Deploying the Upgrade#

These are the activities that are performed when the time of deployment comes around. You will need access to a number of resources (Summit, TTS, BTS) at the sites so be sure that you have the credentials to do so.

Attention

As the person running the deployment, you have absolute control over the system to complete this process. No one should do anything without your express consent.

Important

Upgrading systems which are controlling hardware, especially the camera CCD, cold, cryo and vacuum systems, needs to be done with care and should be coordinated with the hardware/software experts for those systems.

Important

If deploying the upgrade to the Summit, before shutting down the Control System, make sure that M2 is switched to closed loop control from the EUI. You should ask for help with this in #summit-simonyitel and/or #summit-control-room beforehand. In the case of an OS/k8s upgrade, ensure that the M2 CSC is back into ENABLED state before rebooting the Hexrot VM (where the EUI for M2 runs), otherwise it will go out of closed loop again.

Important

If deploying the upgrade to the Summit, keep MTM1M3TS in ENABLED state and MTM1M3 in DISABLED state. This will be fixed at some point. The same goes for OS/k8s upgrades.

1. Shutting down the Control System#

  • Go to the LOVE interface for the specific site and use any of the ScriptQueues to run the system_wide_shutdown.py script (under STANDARD). This will send all CSC systems to OFFLINE state.

  • The ScriptQueues (and any other CSC that fails to transition to OFFLINE``state) need to be shut down using the ``set_summary_state.py script. Assuming the script is run using MTQueue, use the following configuration:

    data:
    - [ScriptQueue:3, OFFLINE]
    - [ScriptQueue:2, OFFLINE]
    - [ScriptQueue:1, OFFLINE]
    ignore: #only if deploying to Summit
       - MTM1M3
       - MTM1M3TS
    mute_alarms: false
    
  • The VMSs do not report OFFLINE. To check that they are indeed OFFLINE check for heartbeats using Chronograf.

  • An overall status view is available from LOVE in the Summary state view (Summit, TTS, BTS).

  • You can also consult these dashboards on Chronograf. The names are the same across sites.

    • Heartbeats

    • AT Summary State Monitor

    • MT Summary State Monitor

    • Envsys Summary State Monitor

    • Calibration Systems Summary State Monitor

    • Observatory Systems Summary State Monitor

  • The Watcher MUST come down FIRST, to avoid a flurry of alarms going off.

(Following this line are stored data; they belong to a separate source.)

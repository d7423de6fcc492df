//! Arutala Train
//!
//! Fine-tunes a pretrained ConvNeXt on an image folder.
//!
//! Each run opens the training and validation folders, replaces the
//! classifier head to fit the class count, and trains for a fixed number of
//! epochs with grouped AdamW, cosine annealing and dynamic loss scaling. A
//! checkpoint is written after every epoch.

pub mod cli;
pub mod config;
pub mod dataset;
pub mod engine;
pub mod optim;
pub mod scaler;
pub mod schedule;

pub use cli::Cli;
pub use config::TrainConfig;
pub use dataset::{Batch, DataLoader, ImageFolder, LoaderMode};
pub use engine::{run, Trainer, TrainerOptions, TrainingResult};
pub use optim::{GroupedAdamW, ParamGroups, ParamRole};
pub use scaler::GradScaler;
pub use schedule::CosineAnnealingLr;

  • The ScriptQueues MUST come down last, taking care that the order in the script’s configuration shuts down the ScriptQueue where the script is run last.

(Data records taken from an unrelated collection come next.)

//! Inference handle shared by every request

use crate::transform::Transform;
use arutala_core::{PredictError, Prediction};
use candle_core::{Device, Tensor, D};
use candle_nn::Module;
use std::sync::Arc;

/// Any forward function mapping `[N, 3, H, W]` images to `[N, C]` logits
pub type SharedModule = Arc<dyn Module + Send + Sync>;

/// A ready-to-run classifier paired with its transform and label vocabulary.
///
/// Built once at startup and shared read-only; nothing here mutates after
/// construction.
pub struct LoadedModel {
    name: String,
    module: SharedModule,
    transform: Transform,
    labels: Vec<String>,
    device: Device,
}

impl std::fmt::Debug for LoadedModel {
    fn fmt(&self, f: &mut std::fmt::Formatter<'_>) -> std::fmt::Result {
        f.debug_struct("LoadedModel")
            .field("name", &self.name)
            .field("labels", &self.labels.len())
            .field("input_shape", &self.transform.input_shape())
            .field("device", &self.device)
            .finish()
    }
}

impl LoadedModel {
    /// Assemble a model handle from its parts
    pub fn new(
        name: impl Into<String>,
        module: SharedModule,
        transform: Transform,
        labels: Vec<String>,
        device: Device,
    ) -> Self {
        Self {
            name: name.into(),
            module,
            transform,
            labels,
            device,
        }
    }

    /// Model identifier this handle was loaded from
    pub fn name(&self) -> &str {
        &self.name
    }

    /// Class labels, index-aligned with the logits
    pub fn labels(&self) -> &[String] {
        &self.labels
    }

    /// Transform applied to every decoded image
    pub fn transform(&self) -> &Transform {
        &self.transform
    }

    /// Device tensors are created on
    pub fn device(&self) -> &Device {
        &self.device
    }

    /// Decode raw upload bytes and transform them into a `[3, H, W]` tensor
    pub fn preprocess(&self, bytes: &[u8]) -> Result<Tensor, PredictError> {
        let image =
            image::load_from_memory(bytes).map_err(|e| PredictError::Decode(e.to_string()))?;

        self.transform
            .apply(&image, &self.device)
            .map_err(PredictError::execution)
    }

    /// Classify a single transformed image
    pub fn predict(&self, input: &Tensor) -> Result<Prediction, PredictError> {
        self.predict_batch(std::slice::from_ref(input))?
            .into_iter()
            .next()
            .ok_or_else(|| PredictError::Execution("model returned no prediction".to_string()))
    }

    /// Classify transformed images in one forward pass, preserving input order
    pub fn predict_batch(&self, inputs: &[Tensor]) -> Result<Vec<Prediction>, PredictError> {
        if inputs.is_empty() {
            return Ok(Vec::new());
        }

        let expected = self.transform.input_shape();
        for input in inputs {
            if input.dims() != expected.as_slice() {
                return Err(PredictError::ShapeMismatch {
                    expected: expected.to_vec(),
                    actual: input.dims().to_vec(),
                });
            }
        }

        let batch = Tensor::stack(inputs, 0).map_err(PredictError::execution)?;
        let logits = self.module.forward(&batch).map_err(PredictError::execution)?;

        match logits.dims() {
            [n, c] if *n == inputs.len() && *c == self.labels.len() => {}
            dims => {
                return Err(PredictError::Execution(format!(
                    "model produced logits of shape {:?} for {} images and {} labels",
                    dims,
                    inputs.len(),
                    self.labels.len()
                )))
            }
        }

        let (indices, probabilities) = top1(&logits).map_err(PredictError::execution)?;

        Ok(indices
            .into_iter()
            .zip(probabilities)
            .map(|(idx, probability)| {
                let label = self
                    .labels
                    .get(idx as usize)
                    .cloned()
                    .unwrap_or_else(|| format!("label_{}", idx));
                Prediction::new(label, probability)
            })
            .collect())
    }
}

/// Arg-max class and its softmax probability for each row of `[N, C]` logits
pub fn top1(logits: &Tensor) -> candle_core::Result<(Vec<u32>, Vec<f32>)> {
    let probs = candle_nn::ops::softmax(logits, D::Minus1)?;
    let indices = probs.argmax(D::Minus1)?.to_vec1::<u32>()?;
    let probabilities = probs.max(D::Minus1)?.to_vec1::<f32>()?;
    Ok((indices, probabilities))
}
//! Error types for Arutala

/// Result type alias using Arutala's Error type
pub type Result<T> = std::result::Result<T, Error>;

/// Core error type for Arutala operations
#[derive(Debug, thiserror::Error)]
pub enum Error {
    /// Image bytes could not be decoded
    #[error("decode error: {0}")]
    Decode(String),

    /// Input tensor does not match what the model expects
    #[error("shape mismatch: expected {expected:?}, got {actual:?}")]
    ShapeMismatch {
        expected: Vec<usize>,
        actual: Vec<usize>,
    },

    /// Forward pass or post-processing failed
    #[error("model execution error: {0}")]
    Execution(String),

    /// Model could not be resolved or downloaded from the hub
    #[error("hub error: {0}")]
    Hub(String),

    /// Configuration errors
    #[error("configuration error: {0}")]
    Config(String),

    /// Dataset layout or sample loading errors
    #[error("dataset error: {0}")]
    Dataset(String),

    /// Checkpoint persistence errors
    #[error("checkpoint error: {0}")]
    Checkpoint(String),

    /// Filesystem errors
    #[error("io error: {0}")]
    Io(#[from] std::io::Error),

    /// Serialization errors
    #[error("serialization error: {0}")]
    Serialization(#[from] serde_json::Error),

    /// Tensor library errors outside the request path
    #[error("tensor error: {0}")]
    Tensor(#[from] candle_core::Error),
}

impl Error {
    /// Create a new decode error
    pub fn decode(msg: impl Into<String>) -> Self {
        Self::Decode(msg.into())
    }

    /// Create a new execution error
    pub fn execution(msg: impl Into<String>) -> Self {
        Self::Execution(msg.into())
    }

    /// Create a new hub error
    pub fn hub(msg: impl Into<String>) -> Self {
        Self::Hub(msg.into())
    }

    /// Create a new configuration error
    pub fn config(msg: impl Into<String>) -> Self {
        Self::Config(msg.into())
    }

    /// Create a new dataset error
    pub fn dataset(msg: impl Into<String>) -> Self {
        Self::Dataset(msg.into())
    }

    /// Create a new checkpoint error
    pub fn checkpoint(msg: impl Into<String>) -> Self {
        Self::Checkpoint(msg.into())
    }
}

/// Why a single uploaded image could not be classified.
///
/// This is the complete set of per-request failures; the HTTP layer maps each
/// variant to a status code explicitly.
#[derive(Debug, Clone, PartialEq, thiserror::Error)]
pub enum PredictError {
    /// The upload is not a decodable image
    #[error("cannot decode image: {0}")]
    Decode(String),

    /// The transformed tensor does not fit the model input
    #[error("expected input shape {expected:?}, got {actual:?}")]
    ShapeMismatch {
        expected: Vec<usize>,
        actual: Vec<usize>,
    },

    /// The model failed while running
    #[error("model execution failed: {0}")]
    Execution(String),
}

impl PredictError {
    /// Wrap a tensor failure raised during the forward pass
    pub fn execution(err: impl std::fmt::Display) -> Self {
        Self::Execution(err.to_string())
    }
}

impl From<PredictError> for Error {
    fn from(err: PredictError) -> Self {
        match err {
            PredictError::Decode(msg) => Error::Decode(msg),
            PredictError::ShapeMismatch { expected, actual } => {
                Error::ShapeMismatch { expected, actual }
            }
            PredictError::Execution(msg) => Error::Execution(msg),
        }
    }
}

#[cfg(test)]
mod tests {
    use super::*;

    #[test]
    fn test_predict_error_converts_to_matching_variant() {
        let err: Error = PredictError::ShapeMismatch {
            expected: vec![3, 224, 224],
            actual: vec![3, 100, 100],
        }
        .into();

        assert!(matches!(err, Error::ShapeMismatch { .. }));
        assert!(err.to_string().contains("[3, 224, 224]"));
    }

    #[test]
    fn test_decode_message_is_preserved() {
        let err = PredictError::Decode("The image format could not be determined".into());
        assert_eq!(
            err.to_string(),
            "cannot decode image: The image format could not be determined"
        );
    }
}
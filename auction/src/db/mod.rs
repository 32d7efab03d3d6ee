pub mod schema;

use sqlx::AnyPool;
use sqlx::any::AnyPoolOptions;

#[derive(Clone)]
pub struct Db {
    pub pool: AnyPool,
}

impl Db {
    pub async fn connect(database_url: &str) -> anyhow::Result<Self> {
        sqlx::any::install_default_drivers();

        let pool = AnyPoolOptions::new()
            .max_connections(16)
            .connect(database_url)
            .await?;

        Ok(Self { pool })
    }

    pub async fn migrate(&self) -> anyhow::Result<()> {
        schema::migrate(&self.pool).await
    }
}
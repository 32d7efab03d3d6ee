use std::str::FromStr;
use std::time::Duration;

use tracing::warn;

use crate::bidding::DEFAULT_QUALITY_WEIGHT;
use crate::resolver::TieBreakPolicy;

#[derive(Clone, Debug)]
pub struct AuctionConfig {
    /// Database connection string.
    pub database_url: String,

    // =========================
    // Time budget
    // =========================
    /// Time budget applied when a request does not carry its own `tmax_ms`.
    ///
    /// An auction that is still scoring when its budget expires fails closed
    /// and is recorded as having no winner.
    pub default_tmax: Duration,

    // =========================
    // Candidate snapshot
    // =========================
    /// Maximum age of a cached candidate snapshot.
    ///
    /// Status and budget-cap changes made by campaign management become
    /// visible to the eligibility filter no later than this.
    pub snapshot_max_staleness: Duration,

    /// Maximum number of (ad unit, organization) snapshots held in memory.
    pub snapshot_capacity: usize,

    // =========================
    // Scoring / ranking
    // =========================
    /// Weight W in `total_score = final_bid + quality_score * W`.
    ///
    /// Large enough for quality to reorder close bids, small enough that a
    /// much higher price still wins.
    pub quality_weight: f64,

    /// How exact `total_score` ties are ordered.
    pub tie_break: TieBreakPolicy,

    // =========================
    // Persistence
    // =========================
    /// Extra attempts of the idempotent result upsert after a failure.
    pub persist_retries: u32,
}

impl Default for AuctionConfig {
    fn default() -> Self {
        Self {
            database_url: "sqlite://auction_dev.db".to_string(),
            default_tmax: Duration::from_millis(120),
            snapshot_max_staleness: Duration::from_millis(5_000),
            snapshot_capacity: 1_024,
            quality_weight: DEFAULT_QUALITY_WEIGHT,
            tie_break: TieBreakPolicy::CreatedThenId,
            persist_retries: 1,
        }
    }
}

impl AuctionConfig {
    pub fn from_env() -> Self {
        let d = Self::default();

        let database_url = std::env::var("DATABASE_URL").unwrap_or(d.database_url);

        let tie_break = match std::env::var("AUCTION_TIE_BREAK_SEED") {
            Ok(raw) => match raw.trim().parse::<u64>() {
                Ok(seed) => TieBreakPolicy::Seeded(seed),
                Err(_) => {
                    warn!(value = %raw, "invalid AUCTION_TIE_BREAK_SEED; using deterministic tie-break");
                    d.tie_break
                }
            },
            Err(_) => d.tie_break,
        };

        Self {
            database_url,
            default_tmax: Duration::from_millis(env_or(
                "AUCTION_DEFAULT_TMAX_MS",
                d.default_tmax.as_millis() as u64,
            )),
            snapshot_max_staleness: Duration::from_millis(env_or(
                "AUCTION_SNAPSHOT_MAX_STALENESS_MS",
                d.snapshot_max_staleness.as_millis() as u64,
            )),
            snapshot_capacity: env_or("AUCTION_SNAPSHOT_CAPACITY", d.snapshot_capacity).max(1),
            quality_weight: non_negative_weight(
                "AUCTION_QUALITY_WEIGHT",
                env_or("AUCTION_QUALITY_WEIGHT", d.quality_weight),
                d.quality_weight,
            ),
            tie_break,
            persist_retries: env_or("AUCTION_PERSIST_RETRIES", d.persist_retries),
        }
    }
}

fn env_or<T>(key: &'static str, default: T) -> T
where
    T: FromStr + Copy,
{
    match std::env::var(key) {
        Ok(raw) => parse_or(key, &raw, default),
        Err(_) => default,
    }
}

fn parse_or<T>(key: &'static str, raw: &str, default: T) -> T
where
    T: FromStr + Copy,
{
    match raw.trim().parse::<T>() {
        Ok(v) => v,
        Err(_) => {
            warn!(key, value = %raw, "malformed config value; using default");
            default
        }
    }
}

/// A weight that could push a clearing price under the floor is rejected.
fn non_negative_weight(key: &'static str, value: f64, default: f64) -> f64 {
    if value.is_finite() && value >= 0.0 {
        return value;
    }
    warn!(key, value, "weight must be finite and non-negative; using default");
    default
}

2. Clean up CSCs/systems still running#

  • To shut down the cameras, log into the mcm machines and stop the bridges using sudo systemctl stop (Summit, TTS, BTS).

  • One can work with the system principles to shut down the services.

  • Notify the camera upgrade team that the system is ready for Stage 1.

  • Shut down and clean up bare metal deployments (Summit only).

  • Make sure that the love-producers and the telegraf connectors have finished consuming messages in the queue.
    • This is because, for some changes that break schema compatibility, there can be a mismatch between old messages in a topic and the new ones after the upgrade. When this happens and there are old messages, the love-producers and telegraf connectors will fail to start.

    • You can use the lag function in the kafka-tools repository (in lsst-ts/kafka-tools).

    • To check the lag of the telegraf connectors:

      kt consumers summit lag --telegraf --summary
      
    • To check the lag of the love-producers:

      kt consumers summit lag --love-producer --summary
      
  • Clean up Kubernetes deployments:
    • To do this you will need to point to the correct Kubernetes cluster for each site (Summit, TTS, BTS )

    • Scripts are in lsst-ts/k8s-admin.

    • Ensure the correct cluster is set, then run:

      ./cleanup_all
      
    • To clean up Nublado:

      ./cleanup_nublado
      
  • Scale down telegraf connectors by doing in the appropiate cluster:

    kubectl scale deploy -n sasquatch --selector app.kubernetes.io/name=sasquatch-telegraf --replicas=0
    

3. Update Configurations#

  • Ensure Phalanx branch (lsst-sqre/phalanx) contains all the necessary updates, then create a PR and merge it.

  • All other configuration repositories should have the necessary commits already on branches and pushed to GitHub.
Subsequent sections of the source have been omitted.